Sarb and FSCA say consumers are put at risk and it may be in contravention of their bank’s Ts&Cs.
Making use of these payment services could result in identity theft. Image: Shutterstock

The South African Reserve Bank (Sarb) and the Financial Sector Conduct Authority (FSCA), in consultation with the Payments Association of South Africa, have warned the public not to use instant electronic funds transfer (EFT) online payment services as a payment option.

An instant EFT is a streamlined version of a traditional EFT, made through a third-party platform.

In a notice put out on Thursday, the financial service regulators said instant EFTs make use of a practice called “screen scraping”. This makes it possible for third parties to access bank account data and automate actions on behalf of a consumer, using that consumer’s online banking access credentials.

It effectively uses a customer’s screen data to facilitate payment.

Privacy concerns

The financial authorities said they do not support this practice as it exposes consumers to several risks, like compromising their access credentials.

“Consumers have no control over their credentials and any other data or personal information accessed by the third party,” the statement warns.

Using these services will also make them vulnerable to possible fraud, as criminals might pretend to be a third party offering instant EFT services on fake e-commerce sites, so they can capture consumers’ access credentials for their bank’s internet banking websites.
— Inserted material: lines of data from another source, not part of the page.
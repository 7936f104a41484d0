//! Classification protocol definitions.
//!
//! Classifiers adapt an LLM backend (OpenAI, Anthropic, Ollama, ...) to a
//! single `classify(content, context)` capability.

mod parse;
mod prompt;
mod request;
mod traits;

pub use parse::*;
pub use prompt::*;
pub use request::*;
pub use traits::*;
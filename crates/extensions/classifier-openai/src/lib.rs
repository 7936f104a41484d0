//! OpenAI-compatible section classifier for webinfer.
//!
//! Also serves Groq and any other endpoint speaking the chat completions API.

mod api;
mod http;
mod provider;

pub use provider::{GROQ_API_URL, OpenAIClassifier};
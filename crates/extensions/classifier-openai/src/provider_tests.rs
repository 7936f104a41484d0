use super::*;
use webinfer_protocols::ClassificationContext;

fn request() -> ClassificationRequest {
    ClassificationRequest {
        section_id: "abc123".to_string(),
        content: "tag: nav\nlinks: 5\ntext: Home About Contact".to_string(),
        context: ClassificationContext {
            site_key: "example.com".to_string(),
            url: Some("https://example.com/".to_string()),
            ..Default::default()
        },
    }
}

#[test]
fn test_classifier_defaults() {
    let classifier = OpenAIClassifier::new("key".to_string(), None);
    assert_eq!(classifier.id(), "openai");
    assert_eq!(classifier.model(), "gpt-4o-mini");
    assert_eq!(classifier.api_url, DEFAULT_API_URL);
}

#[test]
fn test_classifier_groq_id() {
    let classifier = OpenAIClassifier::with_url(
        "key".to_string(),
        Some("llama-3.1-8b-instant".to_string()),
        GROQ_API_URL.to_string(),
    )
    .with_id("groq");
    assert_eq!(classifier.id(), "groq");
    assert_eq!(classifier.model(), "llama-3.1-8b-instant");
}

#[test]
fn test_build_request() {
    let classifier =
        OpenAIClassifier::new("key".to_string(), Some("gpt-4o".to_string())).with_sampling(200, 0.1);
    let api_request = classifier.build_request(&request());

    assert_eq!(api_request.model, "gpt-4o");
    assert_eq!(api_request.messages.len(), 2);
    assert_eq!(api_request.messages[0].role, "system");
    assert!(api_request.messages[1].content.contains("tag: nav"));
    assert_eq!(api_request.max_tokens, Some(200));

    let json = serde_json::to_value(&api_request).unwrap();
    assert_eq!(json["response_format"]["type"], "json_object");
}

mod http_tests {
    use super::*;
    use std::time::Duration;
    use wiremock::{Mock, MockServer, ResponseTemplate, matchers};

    fn completion(content: &str) -> String {
        serde_json::json!({
            "id": "chatcmpl-123",
            "model": "gpt-4o-mini",
            "choices": [{
                "index": 0,
                "message": { "role": "assistant", "content": content },
                "finish_reason": "stop"
            }]
        })
        .to_string()
    }

    async fn classifier_for(server: &MockServer) -> OpenAIClassifier {
        OpenAIClassifier::with_url("test-key".to_string(), None, server.uri())
    }

    #[tokio::test]
    async fn test_classify_success() {
        let mock_server = MockServer::start().await;

        Mock::given(matchers::method("POST"))
            .and(matchers::path("/"))
            .and(matchers::header("Authorization", "Bearer test-key"))
            .respond_with(ResponseTemplate::new(200).set_body_string(completion(
                r#"{"label": "Navigation", "confidence": 0.91, "rationale": "Row of site links"}"#,
            )))
            .expect(1)
            .mount(&mock_server)
            .await;

        let classifier = classifier_for(&mock_server).await;
        let result = classifier.classify(&request()).await.unwrap();
        assert_eq!(result.label, "Navigation");
        assert_eq!(result.confidence, 0.91);
        assert_eq!(result.rationale, "Row of site links");
    }

    #[tokio::test]
    async fn test_classify_malformed_content() {
        let mock_server = MockServer::start().await;

        Mock::given(matchers::method("POST"))
            .respond_with(
                ResponseTemplate::new(200).set_body_string(completion("It is a menu, I think.")),
            )
            .mount(&mock_server)
            .await;

        let classifier = classifier_for(&mock_server).await;
        let err = classifier.classify(&request()).await.unwrap_err();
        assert!(matches!(err, ClassificationError::MalformedResponse(_)));
    }

    #[tokio::test]
    async fn test_classify_no_choices() {
        let mock_server = MockServer::start().await;

        Mock::given(matchers::method("POST"))
            .respond_with(
                ResponseTemplate::new(200).set_body_string(r#"{"id": "x", "choices": []}"#),
            )
            .mount(&mock_server)
            .await;

        let classifier = classifier_for(&mock_server).await;
        let err = classifier.classify(&request()).await.unwrap_err();
        assert!(err.to_string().contains("no choices"));
    }

    #[tokio::test]
    async fn test_classify_rate_limited() {
        let mock_server = MockServer::start().await;

        Mock::given(matchers::method("POST"))
            .respond_with(
                ResponseTemplate::new(429)
                    .insert_header("retry-after", "7")
                    .set_body_string(r#"{"error": {"message": "Rate limit exceeded"}}"#),
            )
            .expect(1)
            .mount(&mock_server)
            .await;

        let classifier = classifier_for(&mock_server).await;
        let err = classifier.classify(&request()).await.unwrap_err();
        match err {
            ClassificationError::RateLimited { retry_after } => {
                assert_eq!(retry_after, Some(Duration::from_secs(7)));
            }
            other => panic!("Expected RateLimited, got {other:?}"),
        }
    }

    #[tokio::test]
    async fn test_classify_auth_rejected() {
        let mock_server = MockServer::start().await;

        Mock::given(matchers::method("POST"))
            .respond_with(
                ResponseTemplate::new(401)
                    .set_body_string(r#"{"error": {"message": "Invalid API key"}}"#),
            )
            .mount(&mock_server)
            .await;

        let classifier = classifier_for(&mock_server).await;
        let err = classifier.classify(&request()).await.unwrap_err();
        assert!(!err.is_retryable());
        match err {
            ClassificationError::Rejected { status, message } => {
                assert_eq!(status, 401);
                assert!(message.contains("Invalid API key"));
            }
            other => panic!("Expected Rejected, got {other:?}"),
        }
    }

    #[tokio::test]
    async fn test_classify_server_error() {
        let mock_server = MockServer::start().await;

        Mock::given(matchers::method("POST"))
            .respond_with(ResponseTemplate::new(503).set_body_string("Service Unavailable"))
            .mount(&mock_server)
            .await;

        let classifier = classifier_for(&mock_server).await;
        let err = classifier.classify(&request()).await.unwrap_err();
        assert!(matches!(err, ClassificationError::ProviderUnavailable(_)));
        assert!(err.is_retryable());
    }

    #[tokio::test]
    async fn test_classify_unreachable() {
        let classifier = OpenAIClassifier::with_url(
            "test-key".to_string(),
            None,
            "http://127.0.0.1:1/v1/chat/completions".to_string(),
        );
        let err = classifier.classify(&request()).await.unwrap_err();
        assert!(matches!(err, ClassificationError::ProviderUnavailable(_)));
    }
}
//! Error types for the web inference protocol layer.

mod classification;
mod store;

pub use classification::*;
pub use store::*;
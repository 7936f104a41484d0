//! DOM snapshot types handed over by the browser driver.

use std::collections::BTreeMap;

use serde::{Deserialize, Serialize};
use webinfer_protocols::BoundingBox;

/// Viewport information for coordinate calculations.
#[derive(Debug, Clone, PartialEq, Serialize, Deserialize)]
pub struct Viewport {
    /// Viewport width in pixels.
    pub width: u32,
    /// Viewport height in pixels.
    pub height: u32,
    /// Device pixel ratio.
    #[serde(default = "default_pixel_ratio")]
    pub device_pixel_ratio: f64,
}

impl Default for Viewport {
    fn default() -> Self {
        Self {
            width: 1280,
            height: 720,
            device_pixel_ratio: default_pixel_ratio(),
        }
    }
}

fn default_pixel_ratio() -> f64 {
    1.0
}

/// One element of the snapshot.
#[derive(Debug, Clone, PartialEq, Default, Serialize, Deserialize)]
pub struct DomNode {
    /// Tag name as reported by the driver. Normalized to lowercase on extraction.
    pub tag: String,

    /// Attributes. Order in the source document is irrelevant.
    #[serde(default)]
    pub attributes: BTreeMap<String, String>,

    /// Direct text of the element before its first child element.
    #[serde(default)]
    pub text: String,

    /// Text following this element inside its parent, up to the next
    /// sibling element. Belongs to the parent, so it stays visible even when
    /// this element is hidden.
    #[serde(default, skip_serializing_if = "String::is_empty")]
    pub tail: String,

    /// Computed visibility, when the driver knows it.
    #[serde(default, skip_serializing_if = "Option::is_none")]
    pub visible: Option<bool>,

    /// Rendered rectangle, when the driver knows it.
    #[serde(default, skip_serializing_if = "Option::is_none")]
    pub rect: Option<BoundingBox>,

    #[serde(default)]
    pub children: Vec<DomNode>,
}

impl DomNode {
    pub fn new(tag: impl Into<String>) -> Self {
        Self {
            tag: tag.into(),
            ..Default::default()
        }
    }

    pub fn with_attr(mut self, name: impl Into<String>, value: impl Into<String>) -> Self {
        self.attributes.insert(name.into(), value.into());
        self
    }

    pub fn with_text(mut self, text: impl Into<String>) -> Self {
        self.text = text.into();
        self
    }

    pub fn with_tail(mut self, tail: impl Into<String>) -> Self {
        self.tail = tail.into();
        self
    }

    pub fn with_rect(mut self, rect: BoundingBox) -> Self {
        self.rect = Some(rect);
        self
    }

    pub fn with_visible(mut self, visible: bool) -> Self {
        self.visible = Some(visible);
        self
    }

    pub fn with_child(mut self, child: DomNode) -> Self {
        self.children.push(child);
        self
    }

    pub fn with_children(mut self, children: impl IntoIterator<Item = DomNode>) -> Self {
        self.children.extend(children);
        self
    }

    pub fn attr(&self, name: &str) -> Option<&str> {
        self.attributes.get(name).map(String::as_str)
    }

    /// Non-empty, trimmed attribute value.
    pub(crate) fn attr_non_empty(&self, name: &str) -> Option<&str> {
        self.attr(name).map(str::trim).filter(|v| !v.is_empty())
    }

    /// Class tokens, sorted and deduplicated.
    pub fn class_tokens(&self) -> Vec<&str> {
        let mut tokens: Vec<&str> = self
            .attr("class")
            .map(|c| c.split_whitespace().collect())
            .unwrap_or_default();
        tokens.sort_unstable();
        tokens.dedup();
        tokens
    }
}

/// A captured page.
#[derive(Debug, Clone, PartialEq, Serialize, Deserialize)]
pub struct DomSnapshot {
    pub url: String,
    #[serde(default)]
    pub title: String,
    #[serde(default)]
    pub viewport: Viewport,
    pub root: DomNode,
}

impl DomSnapshot {
    pub fn new(url: impl Into<String>, root: DomNode) -> Self {
        Self {
            url: url.into(),
            title: String::new(),
            viewport: Viewport::default(),
            root,
        }
    }

    pub fn with_title(mut self, title: impl Into<String>) -> Self {
        self.title = title.into();
        self
    }

    /// Parse a snapshot serialized by the browser driver.
    pub fn from_json(json: &str) -> Result<Self, serde_json::Error> {
        serde_json::from_str(json)
    }
}
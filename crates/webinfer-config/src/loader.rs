//! Configuration loader.

use std::fs;
use std::path::{Path, PathBuf};

use regex::Regex;

use crate::error::ConfigError;
use crate::schema::Config;

/// Configuration loader with environment variable substitution.
pub struct ConfigLoader;

impl ConfigLoader {
    /// Load configuration from a TOML file.
    pub fn load(path: &Path) -> Result<Config, ConfigError> {
        if !path.exists() {
            return Err(ConfigError::NotFound(path.display().to_string()));
        }
        let content = fs::read_to_string(path)?;
        Self::load_str(&content)
    }

    /// Load configuration from a string.
    pub fn load_str(content: &str) -> Result<Config, ConfigError> {
        let expanded = Self::expand_env_vars(content)?;
        let config: Config = toml::from_str(&expanded)?;
        Ok(config)
    }

    /// Load the explicit path if given, else the default location if it
    /// exists, else built-in defaults.
    pub fn load_or_default(path: Option<&Path>) -> Result<Config, ConfigError> {
        match path {
            Some(path) => Self::load(path),
            None => {
                let default = Self::default_path();
                if default.exists() {
                    Self::load(&default)
                } else {
                    Ok(Config::default())
                }
            }
        }
    }

    /// `~/.webinfer/config.toml`.
    pub fn default_path() -> PathBuf {
        dirs::home_dir()
            .unwrap_or_else(|| PathBuf::from("."))
            .join(".webinfer")
            .join("config.toml")
    }

    /// Expand environment variables in the format `${VAR}`.
    fn expand_env_vars(content: &str) -> Result<String, ConfigError> {
        let mut result = content.to_string();
        let re = Regex::new(r"\$\{([^}]+)\}")
            .map_err(|e| ConfigError::InvalidFormat(e.to_string()))?;

        for cap in re.captures_iter(content) {
            let var_name = &cap[1];
            let var_value = std::env::var(var_name)
                .map_err(|_| ConfigError::EnvVarNotSet(var_name.to_string()))?;
            result = result.replace(&cap[0], &var_value);
        }

        Ok(result)
    }

    /// Expand shell-style paths (e.g., `~/.webinfer`).
    pub fn expand_path(path: &str) -> String {
        shellexpand::tilde(path).to_string()
    }
}

#[cfg(test)]
#[path = "loader_tests.rs"]
mod tests;
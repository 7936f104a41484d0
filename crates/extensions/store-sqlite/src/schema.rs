//! Database schema management.

use rusqlite::Connection;
use tokio_rusqlite::Error;

/// Initialize the database schema.
pub fn init_schema(conn: &Connection) -> Result<(), Error> {
    conn.execute_batch(SCHEMA)?;
    Ok(())
}

const SCHEMA: &str = r#"
-- One row per inference ever recorded; is_current marks the live one
CREATE TABLE IF NOT EXISTS inferences (
    id INTEGER PRIMARY KEY AUTOINCREMENT,
    site_key TEXT NOT NULL,
    section_id TEXT NOT NULL,
    label TEXT NOT NULL,
    confidence REAL NOT NULL,
    rationale TEXT NOT NULL,
    source TEXT NOT NULL,
    provisional INTEGER NOT NULL DEFAULT 0,
    content_hash TEXT NOT NULL,
    structural_signature TEXT NOT NULL,
    failure TEXT,
    timestamp TEXT NOT NULL,
    is_current INTEGER NOT NULL DEFAULT 1
);

-- At most one current inference per (site, section)
CREATE UNIQUE INDEX IF NOT EXISTS idx_inferences_current
    ON inferences(site_key, section_id) WHERE is_current = 1;

CREATE INDEX IF NOT EXISTS idx_inferences_key ON inferences(site_key, section_id);

-- Per-label evidence for each structural signature
CREATE TABLE IF NOT EXISTS pattern_labels (
    structural_signature TEXT NOT NULL,
    label TEXT NOT NULL,
    weight REAL NOT NULL,
    aggregate_confidence REAL NOT NULL,
    sample_count INTEGER NOT NULL,
    updated_at TEXT NOT NULL,
    PRIMARY KEY (structural_signature, label)
);
"#;
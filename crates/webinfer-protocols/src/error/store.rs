//! Knowledge store errors.

use thiserror::Error;

#[derive(Debug, Error)]
pub enum StoreError {
    #[error("Write conflict: {0}")]
    Conflict(String),

    #[error("Query error: {0}")]
    QueryError(String),

    #[error("Connection error: {0}")]
    ConnectionError(String),

    #[error("Serialization error: {0}")]
    SerializationError(String),

    #[error("Invalid record: {0}")]
    InvalidRecord(String),
}

impl StoreError {
    /// Conflicts resolve themselves once the competing writer commits.
    pub fn is_transient(&self) -> bool {
        matches!(self, Self::Conflict(_))
    }
}
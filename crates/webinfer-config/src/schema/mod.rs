//! Configuration schema definitions.

use serde::{Deserialize, Serialize};
use std::collections::HashMap;

mod schema_infra;
mod schema_pipeline;

pub use schema_infra::*;
pub use schema_pipeline::*;

/// Shared default helper used by submodules.
pub(crate) fn default_true() -> bool {
    true
}

/// Root configuration.
#[derive(Debug, Clone, Default, Serialize, Deserialize)]
pub struct Config {
    #[serde(default)]
    pub classifier: ClassifierConfig,

    #[serde(default)]
    pub providers: HashMap<String, ProviderConfig>,

    #[serde(default)]
    pub retry: RetrySettings,

    #[serde(default)]
    pub inference: InferenceConfig,

    #[serde(default)]
    pub extraction: ExtractionConfig,

    #[serde(default)]
    pub store: StoreConfig,

    #[serde(default)]
    pub overlay: OverlayConfig,

    #[serde(default)]
    pub logging: LoggingConfig,
}

impl Config {
    /// Settings for the configured classifier provider, if any were given.
    pub fn active_provider(&self) -> Option<&ProviderConfig> {
        self.providers.get(&self.classifier.provider)
    }
}

/// Classifier selection and call parameters.
#[derive(Debug, Clone, Serialize, Deserialize)]
pub struct ClassifierConfig {
    /// One of `openai`, `anthropic`, `ollama`, `groq`, `heuristic`.
    #[serde(default = "default_provider")]
    pub provider: String,

    /// Hard timeout for a single classifier call.
    #[serde(default = "default_timeout_secs")]
    pub timeout_secs: u64,

    #[serde(default = "default_max_tokens")]
    pub max_tokens: u32,

    #[serde(default = "default_temperature")]
    pub temperature: f32,
}

impl Default for ClassifierConfig {
    fn default() -> Self {
        Self {
            provider: default_provider(),
            timeout_secs: default_timeout_secs(),
            max_tokens: default_max_tokens(),
            temperature: default_temperature(),
        }
    }
}

fn default_provider() -> String {
    "openai".to_string()
}

fn default_timeout_secs() -> u64 {
    30
}

fn default_max_tokens() -> u32 {
    400
}

fn default_temperature() -> f32 {
    0.3
}

/// Provider configuration.
#[derive(Debug, Clone, Default, Serialize, Deserialize)]
pub struct ProviderConfig {
    #[serde(skip_serializing_if = "Option::is_none")]
    pub api_key: Option<String>,

    #[serde(skip_serializing_if = "Option::is_none")]
    pub base_url: Option<String>,

    #[serde(skip_serializing_if = "Option::is_none")]
    pub model: Option<String>,
}

#[cfg(test)]
#[path = "schema_tests.rs"]
mod tests;
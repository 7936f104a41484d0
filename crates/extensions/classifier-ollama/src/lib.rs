//! Local Ollama section classifier for webinfer.

mod provider;

pub use provider::OllamaClassifier;
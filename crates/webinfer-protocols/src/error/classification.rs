//! Classification errors.

use std::time::Duration;

use thiserror::Error;

use crate::types::FailureCategory;

#[derive(Debug, Clone, Error)]
pub enum ClassificationError {
    #[error("Timeout after {0:?}")]
    Timeout(Duration),

    #[error("Rate limited{}", retry_after_suffix(.retry_after))]
    RateLimited { retry_after: Option<Duration> },

    #[error("Malformed response: {0}")]
    MalformedResponse(String),

    #[error("Provider unavailable: {0}")]
    ProviderUnavailable(String),

    #[error("Request rejected: {status} - {message}")]
    Rejected { status: u16, message: String },
}

fn retry_after_suffix(retry_after: &Option<Duration>) -> String {
    match retry_after {
        Some(d) => format!(": retry after {} seconds", d.as_secs()),
        None => String::new(),
    }
}

impl ClassificationError {
    /// Whether another attempt could plausibly succeed.
    pub fn is_retryable(&self) -> bool {
        !matches!(self, Self::Rejected { .. })
    }

    /// Delay requested by the provider, if any.
    pub fn retry_after(&self) -> Option<Duration> {
        match self {
            Self::RateLimited { retry_after } => *retry_after,
            _ => None,
        }
    }

    pub fn category(&self) -> FailureCategory {
        match self {
            Self::Timeout(_) => FailureCategory::Timeout,
            Self::RateLimited { .. } => FailureCategory::RateLimited,
            Self::MalformedResponse(_) => FailureCategory::MalformedResponse,
            Self::ProviderUnavailable(_) => FailureCategory::ProviderUnavailable,
            Self::Rejected { .. } => FailureCategory::Rejected,
        }
    }

    /// Map a non-success HTTP status from a provider API.
    pub fn from_status(status: u16, body: &str, retry_after: Option<Duration>) -> Self {
        match status {
            429 => Self::RateLimited { retry_after },
            408 | 504 => Self::Timeout(Duration::ZERO),
            500..=599 => Self::ProviderUnavailable(format!("{} - {}", status, body)),
            _ => Self::Rejected {
                status,
                message: body.to_string(),
            },
        }
    }
}

#[cfg(test)]
#[path = "classification_tests.rs"]
mod tests;
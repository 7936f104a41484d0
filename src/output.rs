//! Text rendering for CLI output.

use std::fmt::Write;

use webinfer_config::OverlayConfig;
use webinfer_engine::{ConfidenceBand, PageAnalysis};
use webinfer_protocols::{Inference, Pattern};

pub(crate) fn render_analysis(analysis: &PageAnalysis, bands: &OverlayConfig) -> String {
    let mut out = String::new();
    let _ = writeln!(out, "Site: {}  (analysis {})", analysis.site_key, analysis.analysis_id);
    if !analysis.url.is_empty() {
        let _ = writeln!(out, "URL:  {}", analysis.url);
    }
    if analysis.cancelled {
        let _ = writeln!(out, "Analysis was cancelled; unclassified sections are marked degraded.");
    }
    out.push('\n');

    if analysis.items.is_empty() {
        out.push_str("No sections found.\n");
    }
    for item in &analysis.items {
        let inference = &item.inference;
        let _ = writeln!(
            out,
            "{}  {:<20} {:<14}{} {}",
            band_tag(inference.confidence, bands),
            inference.label,
            inference.source.as_str(),
            if inference.provisional { " (provisional)" } else { "" },
            item.section.bounding_region.selector
        );
        let _ = writeln!(out, "    {}", inference.rationale);
        let _ = writeln!(out, "    id {}  signature {}", item.section.id, item.section.structural_signature);
    }

    let stats = &analysis.stats;
    let _ = writeln!(
        out,
        "\n{} sections | {} classifier calls | {} cache hits | {} pattern reuses | {} fresh | {} degraded | {} retries | {}ms",
        stats.sections,
        stats.classifier_calls,
        stats.cache_hits,
        stats.pattern_reuses,
        stats.fresh_calls,
        stats.degraded,
        stats.retries,
        stats.duration_ms
    );

    if !analysis.warnings.is_empty() {
        out.push_str("\nWarnings:\n");
        for warning in &analysis.warnings {
            let _ = writeln!(out, "  - {}", warning);
        }
    }
    out
}

pub(crate) fn render_inferences(site_key: &str, inferences: &[Inference], bands: &OverlayConfig) -> String {
    let mut out = String::new();
    if inferences.is_empty() {
        let _ = writeln!(out, "No inferences recorded for {}.", site_key);
        return out;
    }
    let _ = writeln!(out, "{} current inferences for {}:\n", inferences.len(), site_key);
    for inference in inferences {
        let _ = writeln!(
            out,
            "{}  {:<20} {}  {}",
            band_tag(inference.confidence, bands),
            inference.label,
            inference.section_id,
            inference.timestamp.format("%Y-%m-%d %H:%M:%S")
        );
    }
    out
}

pub(crate) fn render_history(section_id: &str, history: &[Inference]) -> String {
    let mut out = String::new();
    if history.is_empty() {
        let _ = writeln!(out, "No history for section {}.", section_id);
        return out;
    }
    for (i, inference) in history.iter().enumerate() {
        let marker = if i + 1 == history.len() { "*" } else { " " };
        let _ = writeln!(
            out,
            "{} {}  {:<20} {:.2}  {}",
            marker,
            inference.timestamp.format("%Y-%m-%d %H:%M:%S"),
            inference.label,
            inference.confidence,
            inference.source
        );
        let _ = writeln!(out, "    {}", inference.rationale);
    }
    out
}

pub(crate) fn render_pattern(signature: &str, pattern: Option<&Pattern>) -> String {
    let mut out = String::new();
    let Some(pattern) = pattern else {
        let _ = writeln!(out, "No pattern recorded for {}.", signature);
        return out;
    };

    let _ = writeln!(out, "Pattern {} ({} samples)", signature, pattern.sample_count());
    if let Some(dominant) = pattern.dominant() {
        let _ = writeln!(
            out,
            "Dominant: {} (aggregate confidence {:.2})",
            dominant.label, dominant.aggregate_confidence
        );
    }
    for (label, stats) in &pattern.labels {
        let _ = writeln!(
            out,
            "  {:<20} weight {:>7.2}  samples {:>4}  mean {:.2}  last seen {}",
            label,
            stats.weight,
            stats.sample_count,
            stats.mean_confidence,
            stats.last_seen.format("%Y-%m-%d")
        );
    }
    out
}

fn band_tag(confidence: f64, bands: &OverlayConfig) -> String {
    format!(
        "[{:<6} {:.2}]",
        ConfidenceBand::of(confidence, bands).as_str(),
        confidence
    )
}
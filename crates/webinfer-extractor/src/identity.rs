//! Section identity: structural paths, fingerprints and signatures.

use sha2::{Digest, Sha256};

use crate::dom::DomNode;
use crate::rules::{is_hidden, is_valid_tag};

/// Separator between the hashed components of a section id.
const FIELD_SEPARATOR: char = '\u{241E}';

/// Levels below the section root that contribute to its signature.
pub const SIGNATURE_DEPTH: usize = 2;

/// Path segment for one element: `tag`, then `[role]` and `#id` when present.
pub fn path_segment(tag: &str, node: &DomNode) -> String {
    let mut segment = tag.to_string();
    if let Some(role) = node.attr_non_empty("role") {
        segment.push('[');
        segment.push_str(&role.to_ascii_lowercase());
        segment.push(']');
    }
    if let Some(id) = node.attr_non_empty("id") {
        segment.push('#');
        segment.push_str(id);
    }
    segment
}

/// Stable fingerprint of a section.
///
/// `occurrence` numbers identical `(path, text)` pairs in document order so
/// that repeated widgets get distinct but reproducible ids.
pub fn section_id(path: &str, text: &str, occurrence: usize) -> String {
    let input = format!(
        "{path}{FIELD_SEPARATOR}{text}{FIELD_SEPARATOR}{occurrence}"
    );
    let digest = format!("{:x}", Sha256::digest(input.as_bytes()));
    digest[..32].to_string()
}

/// Hash of the content sent to classification.
pub fn content_hash(raw_content: &str) -> String {
    format!("{:x}", Sha256::digest(raw_content.as_bytes()))
}

/// Collapse runs of whitespace to single spaces and trim.
pub fn collapse_whitespace(input: &str) -> String {
    let mut buf = String::with_capacity(input.len());
    let mut last_space = false;
    for ch in input.chars() {
        if ch.is_whitespace() {
            if !last_space && !buf.is_empty() {
                buf.push(' ');
            }
            last_space = true;
        } else {
            buf.push(ch);
            last_space = false;
        }
    }
    buf.trim_end().to_string()
}

/// Cut `text` to at most `max_chars` characters.
pub fn truncate_chars(text: &str, max_chars: usize) -> &str {
    match text.char_indices().nth(max_chars) {
        Some((idx, _)) => &text[..idx],
        None => text,
    }
}

/// Tag/role shape of a node and its visible descendants, independent of text.
///
/// Consecutive siblings with the same shape collapse into `shape*`; a single
/// child group is written `parent>child`, several `parent>(a,b*)`.
pub fn structural_signature(node: &DomNode) -> String {
    shape(node, &node.tag.to_ascii_lowercase(), SIGNATURE_DEPTH)
}

fn shape(node: &DomNode, tag: &str, levels: usize) -> String {
    let mut label = tag.to_string();
    if let Some(role) = node.attr_non_empty("role") {
        label.push('[');
        label.push_str(&role.to_ascii_lowercase());
        label.push(']');
    }
    if levels == 0 {
        return label;
    }

    let mut groups: Vec<(String, usize)> = Vec::new();
    for child in &node.children {
        let child_tag = child.tag.trim().to_ascii_lowercase();
        if !is_valid_tag(&child_tag) || is_hidden(child, &child_tag) {
            continue;
        }
        let child_shape = shape(child, &child_tag, levels - 1);
        match groups.last_mut() {
            Some((last, count)) if *last == child_shape => *count += 1,
            _ => groups.push((child_shape, 1)),
        }
    }

    let rendered: Vec<String> = groups
        .into_iter()
        .map(|(s, count)| if count > 1 { format!("{s}*") } else { s })
        .collect();

    match rendered.len() {
        0 => label,
        1 => format!("{label}>{}", rendered[0]),
        _ => format!("{label}>({})", rendered.join(",")),
    }
}

#[cfg(test)]
#[path = "identity_tests.rs"]
mod tests;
The statement warns that from there, such rogue entities may impersonate the consumer and conduct any activity that a consumer would have access to on their online banking platform, including making real-time payments to themselves, applying for a personal loan, etc.

Read: From cash to cloud

Identity theft

There is also the danger that these criminals might access data and personal information, such as account information and monthly statements, and then use it to set up new accounts.

Using this form of payment could level consumers without recourse if things go wrong as “EFT payments are final and irrevocable”. So if a consumer wanted to reverse a transaction, they might find it impossible to do so.

Ts&Cs apply 

The authorities also warned that in using instant EFT services, customers might be in breach of their banks’ terms and conditions, as they are giving their internet banking login credentials to third parties.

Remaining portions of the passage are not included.